I was born and raised in the Kawempe slums, the biggest slum in Uganda. I am passionate about my country and believe that Uganda will be better when youth are empowered. I am inquisitive and eager to learn, while at the same time I want to contribute solutions to challenges around me. I applied to be part of the Youth Think Tank because it was an opportunity to be a part of the solution to unemployment in my country.
Having grown up in a slum, I have observed first-hand the disempowerment that comes with youth unemployment. Through this experience, I knew I could be part of the solution by gaining an in-depth understanding to this problem and being a voice for youth in my country.
I sought to improve my understanding of youth engagement and empowerment, the economic opportunities available to youth, why it is so hard to access them, what can be done to increase their access and develop evidence-based interventions from a youth perspective.
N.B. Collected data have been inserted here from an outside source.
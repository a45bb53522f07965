//! 核心中间件模块

use axum::{extract::Request, middleware::Next, response::Response};
use std::time::Instant;
use tracing::{info, warn};

/// 请求日志中间件
///
/// 记录方法、路径、状态码、耗时和 User-Agent；5xx 以 warn 级别输出。
pub async fn request_logging_middleware(req: Request, next: Next) -> Response {
    let start = Instant::now();
    let method = req.method().clone();
    let path = req.uri().path().to_string();
    let user_agent = req
        .headers()
        .get(axum::http::header::USER_AGENT)
        .and_then(|h| h.to_str().ok())
        .unwrap_or("-")
        .to_string();

    let response = next.run(req).await;
    let status = response.status().as_u16();
    let latency_ms = start.elapsed().as_millis() as u64;

    if response.status().is_server_error() {
        warn!(%method, %path, status, latency_ms, %user_agent, "请求失败");
    } else {
        info!(%method, %path, status, latency_ms, %user_agent, "请求完成");
    }

    response
}
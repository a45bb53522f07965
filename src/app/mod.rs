//! 应用层：路由与处理器

pub mod product;

use axum::{
    extract::State,
    middleware,
    response::Json,
    routing::get,
    Router,
};
use tower::ServiceBuilder;
use tower_http::{
    cors::{Any, CorsLayer},
    trace::TraceLayer,
};

use crate::core::{error::CoreError, middleware::request_logging_middleware};
use product::handler::{self, AppState};

/// 构建完整路由
pub fn router(state: AppState) -> Router {
    Router::new()
        .route("/", get(api_info))
        .route("/health", get(health_check))
        .route(
            "/products",
            get(handler::list_products).post(handler::create_product),
        )
        .route(
            "/products/:id",
            get(handler::get_product)
                .put(handler::update_product)
                .delete(handler::delete_product),
        )
        .layer(
            ServiceBuilder::new()
                .layer(TraceLayer::new_for_http())
                .layer(CorsLayer::new().allow_origin(Any).allow_methods(Any).allow_headers(Any))
                .layer(middleware::from_fn(request_logging_middleware)),
        )
        .with_state(state)
}

/// API 信息
async fn api_info(State(state): State<AppState>) -> Json<serde_json::Value> {
    Json(serde_json::json!({
        "message": "Welcome to the product catalog API.",
        "data_path": state.product_service.data_location(),
    }))
}

/// 健康检查
async fn health_check(
    State(state): State<AppState>,
) -> Result<Json<serde_json::Value>, CoreError> {
    let service = state.product_service;
    let products_count = handler::run_blocking(move || service.count()).await?;

    Ok(Json(serde_json::json!({
        "status": "healthy",
        "timestamp": chrono::Utc::now().to_rfc3339(),
        "products_count": products_count,
    })))
}
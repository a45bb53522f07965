//! 核心响应处理模块

use serde::{Deserialize, Serialize};
use uuid::Uuid;

/// 分页列表响应
///
/// `total` 是分页前的过滤结果数量。
#[derive(Debug, Clone, Serialize, Deserialize)]
pub struct ListResponse<T> {
    pub total: usize,
    pub limit: usize,
    pub items: Vec<T>,
}

/// 删除确认
#[derive(Debug, Clone, PartialEq, Serialize, Deserialize)]
pub struct DeleteConfirmation {
    pub message: String,
    pub id: Uuid,
}

impl DeleteConfirmation {
    pub fn deleted(id: Uuid) -> Self {
        Self {
            message: "Deleted successfully".to_string(),
            id,
        }
    }
}
//! 产品目录 HTTP 服务入口

use std::sync::Arc;
use std::time::Duration;

use product_catalog::app::{self, product::handler::AppState};
use product_catalog::app::product::{repository::ProductRepository, service::ProductService};
use product_catalog::infrastructure::{
    config::AppConfig, logger::Logger, store::JsonFileStore,
};
use tokio::net::TcpListener;
use tower_http::timeout::TimeoutLayer;
use tracing::info;

#[tokio::main]
async fn main() -> anyhow::Result<()> {
    let config = AppConfig::load()?;

    // 初始化日志
    Logger::init(&config.logging.level);

    match &config.source {
        Some(path) => info!("从配置文件加载: {}", path.display()),
        None => info!("未找到配置文件，使用默认配置"),
    }

    let store = Arc::new(JsonFileStore::new(&config.storage.data_file));
    info!("数据文件: {}", store.path().display());

    let state = AppState {
        product_service: ProductService::new(ProductRepository::new(store)),
    };

    let app = app::router(state).layer(TimeoutLayer::new(Duration::from_secs(
        config.server.timeout_seconds,
    )));

    let address = config.server.address();
    let listener = TcpListener::bind(&address).await?;

    info!("🚀 产品目录服务运行在 http://{}", address);
    info!("📖 API 端点:");
    info!("   GET    /                - API 信息");
    info!("   GET    /health          - 健康检查");
    info!("   GET    /products        - 产品列表 (name, sort_by_price, order, limit, offset)");
    info!("   POST   /products        - 创建产品");
    info!("   GET    /products/:id    - 获取产品");
    info!("   PUT    /products/:id    - 部分更新产品");
    info!("   DELETE /products/:id    - 删除产品");

    axum::serve(listener, app).await?;
    Ok(())
}
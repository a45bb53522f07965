//! 产品目录终端看板
//! 通过 HTTP 调用目录服务，列表、查询、创建、更新、删除产品

use clap::{Parser, Subcommand};
use product_catalog::app::product::model::{ListQuery, NewProduct, ProductPatch, SortOrder};
use product_catalog::client::{render_products, CatalogClient, ClientError, DEFAULT_API_BASE};

#[derive(Parser, Debug)]
#[command(name = "dashboard")]
#[command(about = "Terminal dashboard for the product catalog API")]
struct Cli {
    /// API base URL
    #[arg(long, env = "CATALOG_API_BASE", default_value = DEFAULT_API_BASE)]
    api_base: String,

    #[command(subcommand)]
    command: Command,
}

#[derive(Subcommand, Debug)]
enum Command {
    /// List products with optional filtering, sorting and paging
    List {
        /// Case-insensitive name substring
        #[arg(long)]
        name: Option<String>,

        /// Sort by price
        #[arg(long)]
        sort_by_price: bool,

        /// Sort order (asc, desc)
        #[arg(long, default_value = "asc")]
        order: SortOrder,

        #[arg(long, default_value_t = 20)]
        limit: usize,

        #[arg(long, default_value_t = 0)]
        offset: usize,
    },

    /// Show a single product
    Get { id: String },

    /// Create a product
    Create {
        #[arg(long)]
        name: String,

        #[arg(long)]
        price: f64,

        #[arg(long)]
        category: Option<String>,

        /// Mark the product as out of stock
        #[arg(long)]
        out_of_stock: bool,
    },

    /// Update any subset of a product's fields
    Update {
        id: String,

        #[arg(long)]
        name: Option<String>,

        #[arg(long)]
        price: Option<f64>,

        #[arg(long, conflicts_with = "clear_category")]
        category: Option<String>,

        /// Remove the product's category
        #[arg(long)]
        clear_category: bool,

        #[arg(long)]
        in_stock: Option<bool>,
    },

    /// Delete a product
    Delete { id: String },
}

#[tokio::main]
async fn main() -> anyhow::Result<()> {
    let cli = Cli::parse();
    let client = CatalogClient::new(&cli.api_base)?;

    match run(&client, cli.command).await {
        Ok(()) => Ok(()),
        Err(ClientError::Http(e)) => {
            eprintln!("❌ API 不可达 ({}): {}", cli.api_base, e);
            std::process::exit(2);
        }
        Err(ClientError::Api { status, message }) => {
            eprintln!("❌ 请求失败 ({}): {}", status, message);
            std::process::exit(1);
        }
    }
}

async fn run(client: &CatalogClient, command: Command) -> Result<(), ClientError> {
    match command {
        Command::List {
            name,
            sort_by_price,
            order,
            limit,
            offset,
        } => {
            let query = ListQuery {
                name: name.filter(|n| !n.trim().is_empty()),
                sort_by_price,
                order,
                limit,
                offset,
            };
            let page = client.list_products(&query).await?;

            println!("Total: {} | Showing: {}", page.total, page.items.len());
            if page.items.is_empty() {
                println!("No products found.");
            } else {
                println!("{}", render_products(&page.items));
            }
        }
        Command::Get { id } => {
            let product = client.get_product(id.trim()).await?;
            println!("{}", render_products(&[product]));
        }
        Command::Create {
            name,
            price,
            category,
            out_of_stock,
        } => {
            let new_product = NewProduct {
                name,
                price,
                category,
                in_stock: !out_of_stock,
            };
            let product = client.create_product(&new_product).await?;
            println!("✅ Product created successfully!");
            println!("{}", render_products(&[product]));
        }
        Command::Update {
            id,
            name,
            price,
            category,
            clear_category,
            in_stock,
        } => {
            let patch = ProductPatch {
                name: name.map(|n| n.trim().to_string()).filter(|n| !n.is_empty()),
                price,
                category: if clear_category { Some(None) } else { category.map(Some) },
                in_stock,
            };
            if patch.is_empty() {
                println!("⚠️ Enter at least one field to update.");
                return Ok(());
            }

            let product = client.update_product(id.trim(), &patch).await?;
            println!("✅ Updated successfully!");
            println!("{}", render_products(&[product]));
        }
        Command::Delete { id } => {
            let confirmation = client.delete_product(id.trim()).await?;
            println!("✅ {} ({})", confirmation.message, confirmation.id);
        }
    }

    Ok(())
}
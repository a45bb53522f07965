//! 日志基础设施

use tracing_subscriber::EnvFilter;

pub struct Logger;

impl Logger {
    /// 初始化全局日志；`RUST_LOG` 优先于传入的级别
    pub fn init(level: &str) {
        let filter =
            EnvFilter::try_from_default_env().unwrap_or_else(|_| EnvFilter::new(level));

        tracing_subscriber::fmt()
            .with_env_filter(filter)
            .with_target(false)
            .init();
    }
}
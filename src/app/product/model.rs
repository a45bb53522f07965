//! 产品数据模型

use chrono::{DateTime, Utc};
use serde::{de, Deserialize, Deserializer, Serialize};
use std::borrow::Cow;
use std::str::FromStr;
use uuid::Uuid;
use validator::{Validate, ValidationError, ValidationErrors};

pub const CATEGORY_MAX_LEN: u64 = 50;
pub const DEFAULT_LIMIT: usize = 10;

fn default_in_stock() -> bool {
    true
}

fn default_limit() -> usize {
    DEFAULT_LIMIT
}

/// 目录中持久化的产品
#[derive(Debug, Clone, PartialEq, Serialize, Deserialize)]
pub struct Product {
    pub id: Uuid,
    pub name: String,
    pub price: f64,
    #[serde(default)]
    pub category: Option<String>,
    #[serde(default = "default_in_stock")]
    pub in_stock: bool,
    pub created_at: DateTime<Utc>,
}

impl Product {
    /// 名称唯一性比较使用的规范形式
    pub fn normalized_name(&self) -> String {
        normalize_name(&self.name)
    }

    /// 合并部分更新，只修改 patch 中出现的字段
    pub fn apply(&mut self, patch: ProductPatch) {
        if let Some(name) = patch.name {
            self.name = name;
        }
        if let Some(price) = patch.price {
            self.price = price;
        }
        if let Some(category) = patch.category {
            self.category = category;
        }
        if let Some(in_stock) = patch.in_stock {
            self.in_stock = in_stock;
        }
    }
}

pub fn normalize_name(name: &str) -> String {
    name.trim().to_lowercase()
}

/// 创建产品请求
#[derive(Debug, Clone, Serialize, Deserialize, Validate)]
pub struct NewProduct {
    #[validate(length(min = 1, max = 100, message = "name must be between 1 and 100 characters"))]
    pub name: String,
    #[validate(range(exclusive_min = 0.0, message = "price must be greater than 0"))]
    pub price: f64,
    #[serde(default, skip_serializing_if = "Option::is_none")]
    #[validate(length(max = 50, message = "category must be at most 50 characters"))]
    pub category: Option<String>,
    #[serde(default = "default_in_stock")]
    pub in_stock: bool,
}

impl NewProduct {
    pub fn new(name: impl Into<String>, price: f64) -> Self {
        Self {
            name: name.into(),
            price,
            category: None,
            in_stock: true,
        }
    }

    pub fn with_category(mut self, category: impl Into<String>) -> Self {
        self.category = Some(category.into());
        self
    }

    /// 分配 id 与创建时间
    pub fn into_product(self) -> Product {
        Product {
            id: Uuid::new_v4(),
            name: self.name,
            price: self.price,
            category: self.category,
            in_stock: self.in_stock,
            created_at: Utc::now(),
        }
    }
}

/// 部分更新请求
///
/// `category` 区分「未提供」(`None`) 与「显式置空」(`Some(None)`)；
/// 其余字段的 `null` 视为未提供。
#[derive(Debug, Clone, Default, PartialEq, Serialize, Deserialize, Validate)]
pub struct ProductPatch {
    #[serde(default, skip_serializing_if = "Option::is_none")]
    #[validate(length(min = 1, max = 100, message = "name must be between 1 and 100 characters"))]
    pub name: Option<String>,
    #[serde(default, skip_serializing_if = "Option::is_none")]
    #[validate(range(exclusive_min = 0.0, message = "price must be greater than 0"))]
    pub price: Option<f64>,
    #[serde(
        default,
        deserialize_with = "explicit_option",
        skip_serializing_if = "Option::is_none"
    )]
    pub category: Option<Option<String>>,
    #[serde(default, skip_serializing_if = "Option::is_none")]
    pub in_stock: Option<bool>,
}

impl ProductPatch {
    pub fn is_empty(&self) -> bool {
        self.name.is_none()
            && self.price.is_none()
            && self.category.is_none()
            && self.in_stock.is_none()
    }

    /// 校验所有已提供的字段
    pub fn validate_fields(&self) -> Result<(), ValidationErrors> {
        let mut errors = match self.validate() {
            Ok(()) => ValidationErrors::new(),
            Err(errors) => errors,
        };

        if let Some(Some(category)) = &self.category {
            if category.chars().count() as u64 > CATEGORY_MAX_LEN {
                let mut error = ValidationError::new("length");
                error.message = Some(Cow::from("category must be at most 50 characters"));
                errors.add("category", error);
            }
        }

        if errors.errors().is_empty() {
            Ok(())
        } else {
            Err(errors)
        }
    }
}

/// 出现的键（包括 `null`）一律包成 `Some`
fn explicit_option<'de, D>(deserializer: D) -> Result<Option<Option<String>>, D::Error>
where
    D: Deserializer<'de>,
{
    Option::<String>::deserialize(deserializer).map(Some)
}

/// 价格排序方向
///
/// 查询参数与命令行都经由 `FromStr` 解析，大小写不敏感。
#[derive(Debug, Clone, Copy, Default, PartialEq, Eq, Serialize)]
#[serde(rename_all = "lowercase")]
pub enum SortOrder {
    #[default]
    Asc,
    Desc,
}

impl FromStr for SortOrder {
    type Err = String;

    fn from_str(s: &str) -> Result<Self, Self::Err> {
        match s.to_ascii_lowercase().as_str() {
            "asc" => Ok(SortOrder::Asc),
            "desc" => Ok(SortOrder::Desc),
            other => Err(format!("invalid order: {other} (expected asc or desc)")),
        }
    }
}

impl<'de> Deserialize<'de> for SortOrder {
    fn deserialize<D>(deserializer: D) -> Result<Self, D::Error>
    where
        D: Deserializer<'de>,
    {
        let raw = String::deserialize(deserializer)?;
        raw.parse().map_err(de::Error::custom)
    }
}

/// 解析查询参数中的布尔开关
///
/// 接受 `true/false`、`1/0`、`yes/no`、`on/off`、`t/f`、`y/n`，大小写不敏感。
pub fn parse_flag(raw: &str) -> Option<bool> {
    match raw.trim().to_ascii_lowercase().as_str() {
        "true" | "1" | "yes" | "on" | "t" | "y" => Some(true),
        "false" | "0" | "no" | "off" | "f" | "n" => Some(false),
        _ => None,
    }
}

fn lenient_bool<'de, D>(deserializer: D) -> Result<bool, D::Error>
where
    D: Deserializer<'de>,
{
    let raw = String::deserialize(deserializer)?;
    parse_flag(&raw)
        .ok_or_else(|| de::Error::custom(format!("invalid boolean: {raw}")))
}

/// 列表查询参数
#[derive(Debug, Clone, PartialEq, Serialize, Deserialize, Validate)]
pub struct ListQuery {
    #[serde(default, skip_serializing_if = "Option::is_none")]
    #[validate(length(min = 1, max = 50, message = "name must be between 1 and 50 characters"))]
    pub name: Option<String>,
    #[serde(default, deserialize_with = "lenient_bool")]
    pub sort_by_price: bool,
    #[serde(default)]
    pub order: SortOrder,
    #[serde(default = "default_limit")]
    #[validate(range(min = 1, max = 100, message = "limit must be between 1 and 100"))]
    pub limit: usize,
    #[serde(default)]
    pub offset: usize,
}

impl Default for ListQuery {
    fn default() -> Self {
        Self {
            name: None,
            sort_by_price: false,
            order: SortOrder::Asc,
            limit: DEFAULT_LIMIT,
            offset: 0,
        }
    }
}

#[cfg(test)]
mod tests {
    use super::*;

    #[test]
    fn test_new_product_defaults() {
        let input: NewProduct =
            serde_json::from_str(r#"{"name": "Green Tea", "price": 4.5}"#).unwrap();
        assert!(input.in_stock);
        assert_eq!(input.category, None);
        assert!(input.validate().is_ok());

        let product = input.into_product();
        assert_eq!(product.name, "Green Tea");
        assert!(product.created_at <= Utc::now());
    }

    #[test]
    fn test_new_product_validation() {
        assert!(NewProduct::new("", 1.0).validate().is_err());
        assert!(NewProduct::new("x".repeat(101), 1.0).validate().is_err());
        assert!(NewProduct::new("x".repeat(100), 1.0).validate().is_ok());
        assert!(NewProduct::new("Tea", 0.0).validate().is_err());
        assert!(NewProduct::new("Tea", -3.0).validate().is_err());
        assert!(NewProduct::new("Tea", 1.0)
            .with_category("c".repeat(51))
            .validate()
            .is_err());
    }

    #[test]
    fn test_patch_distinguishes_null_category() {
        let absent: ProductPatch = serde_json::from_str(r#"{"price": 9.99}"#).unwrap();
        assert_eq!(absent.category, None);
        assert_eq!(absent.price, Some(9.99));

        let cleared: ProductPatch = serde_json::from_str(r#"{"category": null}"#).unwrap();
        assert_eq!(cleared.category, Some(None));

        let set: ProductPatch = serde_json::from_str(r#"{"category": "drinks"}"#).unwrap();
        assert_eq!(set.category, Some(Some("drinks".to_string())));
    }

    #[test]
    fn test_patch_validation() {
        let patch = ProductPatch {
            category: Some(Some("c".repeat(51))),
            ..Default::default()
        };
        let errors = patch.validate_fields().unwrap_err();
        assert!(errors.errors().contains_key("category"));

        let patch = ProductPatch {
            price: Some(0.0),
            ..Default::default()
        };
        assert!(patch.validate_fields().is_err());

        assert!(ProductPatch::default().validate_fields().is_ok());
    }

    #[test]
    fn test_apply_only_touches_provided_fields() {
        let mut product = NewProduct::new("Tea", 3.0)
            .with_category("drinks")
            .into_product();
        let before = product.clone();

        product.apply(ProductPatch {
            price: Some(9.99),
            ..Default::default()
        });

        assert_eq!(product.price, 9.99);
        assert_eq!(product.name, before.name);
        assert_eq!(product.category, before.category);
        assert_eq!(product.in_stock, before.in_stock);
        assert_eq!(product.created_at, before.created_at);

        product.apply(ProductPatch {
            category: Some(None),
            ..Default::default()
        });
        assert_eq!(product.category, None);
    }

    #[test]
    fn test_parse_flag() {
        for raw in ["true", "1", "YES", "on", "T", "y"] {
            assert_eq!(parse_flag(raw), Some(true), "{raw}");
        }
        for raw in ["false", "0", "No", "OFF", "f", "n"] {
            assert_eq!(parse_flag(raw), Some(false), "{raw}");
        }
        assert_eq!(parse_flag("maybe"), None);
        assert_eq!(parse_flag(""), None);
    }

    #[test]
    fn test_sort_order_deserialize_any_case() {
        let order: SortOrder = serde_json::from_str(r#""DESC""#).unwrap();
        assert_eq!(order, SortOrder::Desc);
        assert_eq!(serde_json::to_string(&SortOrder::Asc).unwrap(), r#""asc""#);
        assert!(serde_json::from_str::<SortOrder>(r#""up""#).is_err());
    }

    #[test]
    fn test_sort_order_parse() {
        assert_eq!("desc".parse::<SortOrder>().unwrap(), SortOrder::Desc);
        assert_eq!("ASC".parse::<SortOrder>().unwrap(), SortOrder::Asc);
        assert!("sideways".parse::<SortOrder>().is_err());
    }
}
Additionally, I was eager to interact with policymakers to understand current policies, their proposed solutions and how they relate to the challenges faced by youth. Lastly I wanted to share this knowledge with the whole world as an advocate for youth empowerment.
As part of the Youth Think Tank, I learned how to conduct research, ranging from formulating research questions, collecting and analyzing data, validating findings and report writing. I gained community mobilization, engagement and communication skills and an understanding of the local governance and delivery of social services in Uganda. It was empowering to interact with key stakeholders in Uganda, including Community Service Organizations (CSOs), the government and the private sector, that are working hard to support youth.
With my new-found skills, I am able to research, document and advocate for youth-friendly policies such as creating employment symposiums or fairs and youth social protection programs that would provide unemployment benefits, social security and workers’ compensation.
My vision is for an unemployment free Africa. I am considering going for further studies to attain a Master’s degree in sociology, or social policy to further learn more about the dynamics of human behaviour and our society in order to find solutions that can create decent work for all.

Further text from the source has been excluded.